* _To do_
Pull every line containing "Value" from the entries.

* _Input records_
------------------------------------
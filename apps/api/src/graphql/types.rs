use async_graphql::{Json, SimpleObject};
use atelier_application::PageComponentsPage;
use atelier_core::Locale;
use atelier_domain::{
    BlockFieldDefinition, BlockValidation, BlueprintInstance, ContentBlueprint, FieldDefinition,
};
use serde_json::{Map, Value};

/// Blueprint as exposed to GraphQL clients.
#[derive(Debug, SimpleObject)]
#[graphql(name = "Blueprint")]
pub struct BlueprintObject {
    pub id: String,
    pub name: String,
    pub display_name: String,
    pub description: Option<String>,
    pub blueprint_type: String,
    pub allow_multiple: bool,
    pub is_system: bool,
    pub icon: Option<String>,
    pub category: String,
    pub fields: Json<Vec<FieldDefinition>>,
}

impl From<&ContentBlueprint> for BlueprintObject {
    fn from(blueprint: &ContentBlueprint) -> Self {
        Self {
            id: blueprint.id().to_owned(),
            name: blueprint.name().to_owned(),
            display_name: blueprint.display_name().to_owned(),
            description: blueprint.description().map(str::to_owned),
            blueprint_type: blueprint.blueprint_type().as_str().to_owned(),
            allow_multiple: blueprint.allow_multiple(),
            is_system: blueprint.is_system(),
            icon: blueprint.icon().map(str::to_owned),
            category: blueprint.category().to_owned(),
            fields: Json(blueprint.fields().to_vec()),
        }
    }
}

/// Placed blueprint instance.
#[derive(Debug, SimpleObject)]
#[graphql(name = "BlueprintInstance")]
pub struct InstanceObject {
    pub id: String,
    pub blueprint_id: String,
    pub page_id: Option<String>,
    pub data_en: Json<Map<String, Value>>,
    pub data_ar: Json<Map<String, Value>>,
    pub status: String,
    pub order: usize,
    pub blueprint: Option<BlueprintObject>,
}

impl From<&BlueprintInstance> for InstanceObject {
    fn from(instance: &BlueprintInstance) -> Self {
        Self {
            id: instance.id().to_owned(),
            blueprint_id: instance.blueprint_id().to_owned(),
            page_id: instance.page_id().map(str::to_owned),
            data_en: Json(instance.data(Locale::En).clone()),
            data_ar: Json(instance.data(Locale::Ar).clone()),
            status: instance.status().as_str().to_owned(),
            order: instance.order(),
            blueprint: instance.blueprint().map(BlueprintObject::from),
        }
    }
}

/// Page-local window of projected components.
#[derive(Debug, SimpleObject)]
#[graphql(name = "PageComponentsResponse")]
pub struct PageComponentsObject {
    pub items: Json<Vec<Map<String, Value>>>,
    pub total: usize,
    pub has_more: bool,
}

impl From<PageComponentsPage> for PageComponentsObject {
    fn from(page: PageComponentsPage) -> Self {
        Self {
            items: Json(page.items),
            total: page.total,
            has_more: page.has_more,
        }
    }
}

/// Registry block types of one palette category.
#[derive(Debug, SimpleObject)]
#[graphql(name = "BlockCategory")]
pub struct BlockCategoryObject {
    pub category: String,
    pub blocks: Json<Vec<BlockFieldDefinition>>,
}

/// Validation outcome for block data.
#[derive(Debug, SimpleObject)]
#[graphql(name = "BlockValidation")]
pub struct BlockValidationObject {
    pub valid: bool,
    pub errors: Vec<String>,
}

impl From<BlockValidation> for BlockValidationObject {
    fn from(validation: BlockValidation) -> Self {
        Self {
            valid: validation.valid,
            errors: validation.errors,
        }
    }
}
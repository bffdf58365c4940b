use async_graphql_axum::{GraphQLRequest, GraphQLResponse};
use axum::extract::State;

use crate::state::AppState;

pub async fn graphql_handler(
    State(state): State<AppState>,
    request: GraphQLRequest,
) -> GraphQLResponse {
    state.graphql_schema.execute(request.into_inner()).await.into()
}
------------------------------------
* _Solved problem_
use serde_json::{Map, Value};
    pub data_en: Json<Map<String, Value>>,
    pub data_ar: Json<Map<String, Value>>,
    pub items: Json<Vec<Map<String, Value>>>,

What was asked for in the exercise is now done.